Directions: Using the entries that follow, collect the lines where the word "DbConfig" appears.

Saved entries
___

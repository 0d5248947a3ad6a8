//! # library-db: Entity Store and Services
//!
//! This crate provides database access and the author/book services for the
//! library API. It uses SQLite for storage with sqlx for async operations.
//!
//! ## Architecture Position
//! ```text
//! ┌─────────────────────────────────────────────────────────────────────────┐
//! │                        Library Data Flow                                │
//! │                                                                         │
//! │  HTTP handler (PUT /books/{id})                                        │
//! │       │                                                                 │
//! │       ▼                                                                 │
//! │  ┌─────────────────────────────────────────────────────────────────┐   │
//! │  │                   library-db (THIS CRATE)                       │   │
//! │  │                                                                 │   │
//! │  │   ┌───────────────┐   ┌────────────────┐   ┌───────────────┐   │   │
//! │  │   │   Services    │   │  Repositories  │   │   Database    │   │   │
//! │  │   │ (service/)    │   │ (repository/)  │   │   (pool.rs)   │   │   │
//! │  │   │               │   │                │   │               │   │   │
//! │  │   │ AuthorService │──►│ AuthorRepo     │──►│ SqlitePool    │   │   │
//! │  │   │ BookService   │   │ BookRepo       │   │ Migrations    │   │   │
//! │  │   │ AuditSink     │   │                │   │               │   │   │
//! │  │   └───────────────┘   └────────────────┘   └───────────────┘   │   │
//! │  │                                                                 │   │
//! │  └─────────────────────────────────────────────────────────────────┘   │
//! │       │                                                                 │
//! │       ▼                                                                 │
//! │  ┌─────────────────────────────────────────────────────────────────┐   │
//! │  │                     SQLite Database                             │   │
//! │  │                       ./library.db                              │   │
//! │  └─────────────────────────────────────────────────────────────────┘   │
//! └─────────────────────────────────────────────────────────────────────────┘
//! ```
//!
//! ## Module Organization
//!
//! - [`pool`] - Connection pool creation and configuration
//! - [`migrations`] - Embedded database migrations
//! - [`error`] - Database and service error types
//! - [`repository`] - Author and book repositories
//! - [`service`] - Validated CRUD over authors and books
//!
//! ## Usage
//!
//! ```rust,ignore
//! use library_db::{Database, DbConfig};
//!
//! let db = Database::new(DbConfig::new("./library.db")).await?;
//!
//! let authors = db.author_service();
//! authors.create(body.as_object().unwrap()).await?;
//!
//! let books = db.book_service().search(Some("Book")).await?;
//! ```

// =============================================================================
// Module Declarations
// =============================================================================

pub mod error;
pub mod migrations;
pub mod pool;
pub mod repository;
pub mod service;

// =============================================================================
// Re-exports
// =============================================================================

pub use error::{DbError, DbResult, ServiceError, ServiceResult};
pub use pool::{Database, DbConfig};

pub use repository::author::AuthorRepository;
pub use repository::book::BookRepository;
pub use service::audit::{AuditSink, TracingAuditSink};
pub use service::author::AuthorService;
pub use service::book::BookService;
//! # Repository Module
//!
//! Database repository implementations for authors and books.
//!
//! ## Repository Pattern
//! ```text
//! ┌─────────────────────────────────────────────────────────────────────────┐
//! │                    Repository Pattern                                   │
//! │                                                                         │
//! │  Service                                                               │
//! │       │                                                                 │
//! │       │  db.books().find_active(7)                                     │
//! │       ▼                                                                 │
//! │  BookRepository                                                        │
//! │  ├── list_active / find_active / search_title                          │
//! │  ├── isbn_taken(isbn, ignore_id)                                       │
//! │  ├── insert / update (author guard inside the statement)              │
//! │  └── soft_delete                                                       │
//! │       │                                                                 │
//! │       │  SQL Query                                                      │
//! │       ▼                                                                 │
//! │  SQLite Database                                                       │
//! │                                                                         │
//! │  Every read path filters `deleted_at IS NULL`. Uniqueness lookups      │
//! │  scan the whole table, matching the UNIQUE constraints.                │
//! └─────────────────────────────────────────────────────────────────────────┘
//! ```
//!
//! ## Available Repositories
//!
//! - [`author::AuthorRepository`] - Author CRUD and email lookups
//! - [`book::BookRepository`] - Book CRUD, ISBN lookups, title search

pub mod author;
pub mod book;
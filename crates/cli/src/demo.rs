//! Walkthrough of the ledger operations against a real stock file.

use std::io::Write;

use anyhow::Context;
use stockledger_inventory::{ItemsReport, StockLedger, TracingAudit};

use crate::config::DemoConfig;

pub fn run(config: &DemoConfig, out: &mut impl Write) -> anyhow::Result<()> {
    let mut ledger = StockLedger::with_audit(Box::new(TracingAudit));
    let mut logs = Vec::new();

    ledger.add("apple", 10.0, Some(&mut logs))?;
    ledger.remove("apple", 3.0)?;
    if ledger.contains("apple") {
        writeln!(out, "Apple stock: {:?}", ledger.get_quantity("apple")?)?;
    }

    let low = ledger.check_low_items(config.low_threshold)?;
    writeln!(out, "Low items: {low:?}")?;

    ledger
        .save_to(&config.store_path)
        .with_context(|| format!("saving stock to {}", config.store_path.display()))?;
    ledger
        .load_from(&config.store_path)
        .with_context(|| format!("loading stock from {}", config.store_path.display()))?;

    write!(out, "{}", ItemsReport::new(&ledger))?;

    writeln!(out, "Audit log:")?;
    for line in &logs {
        writeln!(out, "  {line}")?;
    }
    Ok(())
}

___

Answer for this exercise:
//! use library_db::{Database, DbConfig};
//! let db = Database::new(DbConfig::new("./library.db")).await?;
pub use pool::{Database, DbConfig};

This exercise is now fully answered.